The short answer
Under the EU AI Act, "high-risk AI" is a specific legal classification that triggers mandatory compliance requirements. It applies to AI systems listed in Annex III of the Regulation, covering eight areas where AI decisions or recommendations can significantly affect people's safety, health, fundamental rights, or access to essential services.
Crucially, "high-risk" does not mean the AI is necessarily dangerous or should not be used. It means the AI system must meet a defined set of mandatory requirements before it can be placed on the EU market or put into service.
The eight high-risk categories (Annex III)
1. Biometric Identification: AI systems used for remote biometric identification, emotion recognition, and biometric categorisation in publicly accessible spaces. Real-time remote biometric identification in public spaces is prohibited with narrow law enforcement exceptions.
2. Critical Infrastructure: AI systems used as safety components in the management of road traffic, water, gas, electricity, heating, and critical digital infrastructure. The key test is whether the AI is used as a safety component whose failure could cause significant consequences.
3. Education and Vocational Training: AI systems that determine access to educational institutions, evaluate students, detect prohibited behaviour, or assess educational outcomes. Administrative AI (scheduling, facility management) is not in scope.
4. Employment and Workers Management: AI systems used for recruitment, selection, promotion, termination, task allocation, performance monitoring, and evaluation. This is one of the most broadly applicable categories, most HR technology incorporating AI scoring will be in scope.
5. Access to Essential Services: AI used in credit scoring, insurance risk assessment, emergency services dispatch, and social benefit eligibility. This has significant implications for financial services organisations.
6. Law Enforcement: AI systems used for crime prediction and prevention, evidence assessment, risk profiling, and polygraph-like detection. Primarily affects public sector law enforcement and their technology suppliers.
7. Migration, Asylum, and Border Control: AI used in risk assessment, document authentication, asylum application analysis, and predicting flight risk. Primarily affects government organisations.
8. Administration of Justice and Democratic Processes: AI that assists judicial authorities in researching and interpreting facts and applying law to specific facts. Targets judicial authorities, not private legal practice.
What obligations apply to high-risk AI systems?
Providers of high-risk AI systems must ensure compliance with these mandatory requirements before placing systems on the EU market:
Risk management system: A continuous, iterative process identifying and managing risks throughout the AI system's lifecycle. Must be documented, updated regularly, and include testing under real-world conditions.
Data and data governance: Training, validation, and testing datasets must meet quality criteria for relevance, representativeness, and freedom from errors and bias. Data governance practices must be documented.

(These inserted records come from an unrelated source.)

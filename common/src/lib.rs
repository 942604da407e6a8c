//! Job offer data contract
//!
//! Shared between the HTTP surface and the document store backends. Field
//! names on the wire follow the layout of the stored documents.

use serde::{Deserialize, Deserializer, Serialize};
use serde_json::Value;

/// A job offer record. Every attribute is optional; `id` is assigned by the store.
#[derive(Debug, Serialize, Deserialize, Clone, Default, PartialEq)]
#[serde(rename_all = "PascalCase")]
pub struct JobOffer {
    #[serde(rename = "id", skip_serializing_if = "Option::is_none")]
    pub id: Option<String>,
    pub job: Option<String>,
    pub company: Option<String>,
    pub address: Option<String>,
    pub date: Option<String>,
    pub link: Option<String>,
    pub salary: Option<f64>,
    pub description: Option<String>,
}

impl JobOffer {
    /// Document body as stored: every field except the id.
    pub fn into_source(self) -> Self {
        Self { id: None, ..self }
    }

    /// Attaches a store-assigned id.
    pub fn with_id(self, id: impl Into<String>) -> Self {
        Self {
            id: Some(id.into()),
            ..self
        }
    }

    /// Rebuilds a record from a stored document. Fails if the document
    /// carries values of the wrong type.
    pub fn from_source(id: impl Into<String>, source: Value) -> Result<Self, serde_json::Error> {
        let offer: JobOffer = serde_json::from_value(source)?;
        Ok(offer.with_id(id))
    }
}

/// Partial update body.
///
/// Each field is `None` when absent from the request, `Some(None)` when sent
/// as an explicit `null`, and `Some(Some(v))` otherwise. Only present fields
/// are serialized, so the serialized patch is exactly what the caller sent.
#[derive(Debug, Serialize, Deserialize, Clone, Default, PartialEq)]
#[serde(rename_all = "PascalCase")]
pub struct JobOfferPatch {
    #[serde(default, deserialize_with = "present", skip_serializing_if = "Option::is_none")]
    pub job: Option<Option<String>>,
    #[serde(default, deserialize_with = "present", skip_serializing_if = "Option::is_none")]
    pub company: Option<Option<String>>,
    #[serde(default, deserialize_with = "present", skip_serializing_if = "Option::is_none")]
    pub address: Option<Option<String>>,
    #[serde(default, deserialize_with = "present", skip_serializing_if = "Option::is_none")]
    pub date: Option<Option<String>>,
    #[serde(default, deserialize_with = "present", skip_serializing_if = "Option::is_none")]
    pub link: Option<Option<String>>,
    #[serde(default, deserialize_with = "present", skip_serializing_if = "Option::is_none")]
    pub salary: Option<Option<f64>>,
    #[serde(default, deserialize_with = "present", skip_serializing_if = "Option::is_none")]
    pub description: Option<Option<String>>,
}

/// Marks a key as present, keeping an explicit `null` distinct from a missing key.
fn present<'de, D, T>(deserializer: D) -> Result<Option<Option<T>>, D::Error>
where
    D: Deserializer<'de>,
    T: Deserialize<'de>,
{
    Option::<T>::deserialize(deserializer).map(Some)
}

impl JobOfferPatch {
    /// The submitted fields plus the id, with everything else null.
    /// This is not the merged stored document.
    pub fn echo(&self, id: impl Into<String>) -> JobOffer {
        JobOffer {
            id: Some(id.into()),
            job: self.job.clone().flatten(),
            company: self.company.clone().flatten(),
            address: self.address.clone().flatten(),
            date: self.date.clone().flatten(),
            link: self.link.clone().flatten(),
            salary: self.salary.flatten(),
            description: self.description.clone().flatten(),
        }
    }

    /// Merges the present fields into `offer`, leaving absent ones untouched.
    pub fn apply_to(&self, offer: &mut JobOffer) {
        merge(&mut offer.job, &self.job);
        merge(&mut offer.company, &self.company);
        merge(&mut offer.address, &self.address);
        merge(&mut offer.date, &self.date);
        merge(&mut offer.link, &self.link);
        merge(&mut offer.salary, &self.salary);
        merge(&mut offer.description, &self.description);
    }
}

fn merge<T: Clone>(target: &mut Option<T>, update: &Option<Option<T>>) {
    if let Some(value) = update {
        *target = value.clone();
    }
}

#[cfg(test)]
mod tests {
    use super::*;
    use serde_json::json;

    #[test]
    fn test_missing_fields_are_null() {
        let offer: JobOffer =
            serde_json::from_value(json!({"Job": "Baker", "Company": "ACME", "Salary": 42000}))
                .unwrap();

        assert_eq!(offer.job.as_deref(), Some("Baker"));
        assert_eq!(offer.salary, Some(42000.0));
        assert_eq!(offer.address, None);

        let out = serde_json::to_value(offer.with_id("X")).unwrap();
        assert_eq!(
            out,
            json!({
                "id": "X",
                "Job": "Baker",
                "Company": "ACME",
                "Address": null,
                "Date": null,
                "Link": null,
                "Salary": 42000.0,
                "Description": null
            })
        );
    }

    #[test]
    fn test_source_has_no_id() {
        let offer = JobOffer {
            id: Some("client-chosen".to_string()),
            job: Some("Baker".to_string()),
            ..Default::default()
        };

        let source = serde_json::to_value(offer.into_source()).unwrap();
        assert!(source.get("id").is_none());
        assert_eq!(source["Job"], "Baker");
        assert!(source["Salary"].is_null());
    }

    #[test]
    fn test_from_source_rejects_wrong_types() {
        assert!(JobOffer::from_source("a", json!({"Salary": "lots"})).is_err());
        assert!(JobOffer::from_source("a", json!({"Job": 12})).is_err());

        let offer = JobOffer::from_source("a", json!({"Job": "Baker", "Extra": true})).unwrap();
        assert_eq!(offer.id.as_deref(), Some("a"));
        assert_eq!(offer.job.as_deref(), Some("Baker"));
    }

    #[test]
    fn test_patch_distinguishes_null_from_absent() {
        let patch: JobOfferPatch =
            serde_json::from_value(json!({"Job": "Chef", "Salary": null, "id": "ignored"}))
                .unwrap();

        assert_eq!(patch.job, Some(Some("Chef".to_string())));
        assert_eq!(patch.salary, Some(None));
        assert_eq!(patch.company, None);

        let body = serde_json::to_value(&patch).unwrap();
        assert_eq!(body, json!({"Job": "Chef", "Salary": null}));
    }

    #[test]
    fn test_patch_echo_only_has_submitted_fields() {
        let patch: JobOfferPatch = serde_json::from_value(json!({"Company": "Globex"})).unwrap();
        let echoed = patch.echo("X");

        assert_eq!(
            echoed,
            JobOffer {
                id: Some("X".to_string()),
                company: Some("Globex".to_string()),
                ..Default::default()
            }
        );
    }

    #[test]
    fn test_patch_apply_keeps_absent_fields() {
        let mut stored = JobOffer {
            job: Some("Baker".to_string()),
            company: Some("ACME".to_string()),
            salary: Some(42000.0),
            ..Default::default()
        };
        let patch: JobOfferPatch =
            serde_json::from_value(json!({"Company": "Globex", "Salary": null})).unwrap();

        patch.apply_to(&mut stored);

        assert_eq!(stored.job.as_deref(), Some("Baker"));
        assert_eq!(stored.company.as_deref(), Some("Globex"));
        assert_eq!(stored.salary, None);
    }
}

Technical documentation: Comprehensive documentation demonstrating compliance, maintained from design through market placement. Required before conformity assessment.
Record-keeping and logging: Automatic logging of events enabling post-market monitoring, incident investigation, and audit.
Transparency to deployers: Providers must give deployers sufficient information to implement the system correctly: including intended purpose, performance metrics, and limitations.
Human oversight: Technical and organisational measures enabling deployers to monitor, understand, correct, and if necessary stop the AI system.
Accuracy, robustness, and cybersecurity: Defined levels of accuracy, resilience to errors, and protection against adversarial attacks.
Conformity assessment: For most Annex III categories, providers conduct self-assessment. For biometric identification systems, third-party assessment by a notified body is required.
Provider vs. deployer obligations
The EU AI Act distinguishes between providers (those who develop and sell AI systems) and deployers (those who use them). Both have direct legal obligations.
Provider obligations include: conducting conformity assessment, preparing technical documentation, registering in the EU AI database, affixing CE marking, and reporting serious incidents to market surveillance authorities.
Deployer obligations include: implementing human oversight measures, conducting fundamental rights impact assessments (certain deployers), monitoring AI system operation, informing employees of AI use, and suspending use where a serious risk is detected.
The August 2026 deadline
For most Annex III high-risk AI systems, the EU AI Act's compliance obligations apply from August 2026. For organisations currently using high-risk AI without a compliance program, no risk management system, no technical documentation, no conformity assessment, time is short.
Penalties reach €15 million or 3% of global annual turnover for non-compliance with high-risk requirements.